+++ THE DATA
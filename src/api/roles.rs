// SPDX-License-Identifier: AGPL-3.0-or-later
//
// Copyright (C) 2026 Relational Network

use axum::Json;

use crate::auth::Role;

/// The role registry.
#[utoipa::path(
    get,
    path = "/v1/roles",
    tag = "Roles",
    responses(
        (status = 200, description = "Every assignable role", body = [Role])
    )
)]
pub async fn list_roles() -> Json<Vec<Role>> {
    Json(Role::ALL.to_vec())
}
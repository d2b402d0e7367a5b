// SPDX-License-Identifier: AGPL-3.0-or-later
//
// Copyright (C) 2026 Relational Network

//! # Authentication Module
//!
//! Pubkey-based request authentication. There are no passwords and no
//! per-user secrets: a caller proves identity by signing with their
//! secp256k1 key, and the server recovers the public key from the signature.
//!
//! ## Auth Flow
//!
//! 1. Client signs a 4-byte timestamp (or a login challenge) with its key
//! 2. Client sends either:
//!    - `?token=<base64url(timestamp ‖ signature)>`, or
//!    - `x-jwt: <session>` obtained through the login flow
//! 3. Server:
//!    - decodes the token and recovers the compressed pubkey
//!    - applies the configured freshness window to auth tokens
//!    - or verifies the session JWT (HS256, zero leeway)
//!
//! ## Security
//!
//! - The recovered pubkey is the only identity; nothing is stored per user
//! - Durable resource identifiers are verified without freshness
//! - Expired and forged sessions are indistinguishable to callers
//! - Signatures and JWTs are never logged

pub mod claims;
pub mod codec;
pub mod error;
pub mod extractor;
pub mod recovery;
pub mod roles;
pub mod session;
pub mod verifier;

pub use claims::{AuthMethod, AuthenticatedPubkey};
pub use error::AuthError;
pub use extractor::{Auth, SessionAuth, SuperAdmin};
pub use recovery::{InvalidPubkey, Pubkey, Signer, SignerKeyError};
pub use roles::{Role, UnknownRoleName};
pub use session::{IssuedSession, SessionIssuer};
pub use verifier::{Freshness, TokenVerifier, VerifiedToken};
++++++
Among the entries, find each line that includes the string "verifier" and copy it.

pub mod verifier;
pub use verifier::{Freshness, TokenVerifier, VerifiedToken};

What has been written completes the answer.